* **TASK OBJECTIVE**: Report every line below that carries the word "LogicalClock".

"""

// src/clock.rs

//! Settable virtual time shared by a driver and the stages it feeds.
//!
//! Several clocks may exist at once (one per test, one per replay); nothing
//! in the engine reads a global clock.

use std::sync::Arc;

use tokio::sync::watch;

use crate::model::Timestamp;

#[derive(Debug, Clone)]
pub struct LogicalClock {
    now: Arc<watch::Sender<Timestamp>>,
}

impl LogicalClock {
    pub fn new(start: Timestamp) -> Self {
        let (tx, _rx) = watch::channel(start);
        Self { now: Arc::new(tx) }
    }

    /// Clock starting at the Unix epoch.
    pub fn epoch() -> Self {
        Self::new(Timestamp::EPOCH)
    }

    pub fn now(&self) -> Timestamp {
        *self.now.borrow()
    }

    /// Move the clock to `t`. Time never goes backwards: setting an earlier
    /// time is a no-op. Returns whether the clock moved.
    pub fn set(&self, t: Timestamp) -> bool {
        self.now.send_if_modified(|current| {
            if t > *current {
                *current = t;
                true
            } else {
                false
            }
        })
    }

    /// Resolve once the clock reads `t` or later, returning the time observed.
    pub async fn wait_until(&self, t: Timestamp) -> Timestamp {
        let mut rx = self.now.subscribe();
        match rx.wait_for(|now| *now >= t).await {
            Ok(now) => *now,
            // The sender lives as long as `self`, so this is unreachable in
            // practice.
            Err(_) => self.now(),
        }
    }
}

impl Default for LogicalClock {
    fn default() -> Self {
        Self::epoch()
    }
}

"""

* **TASK OUTPUT**:
pub struct LogicalClock {
impl LogicalClock {
impl Default for LogicalClock {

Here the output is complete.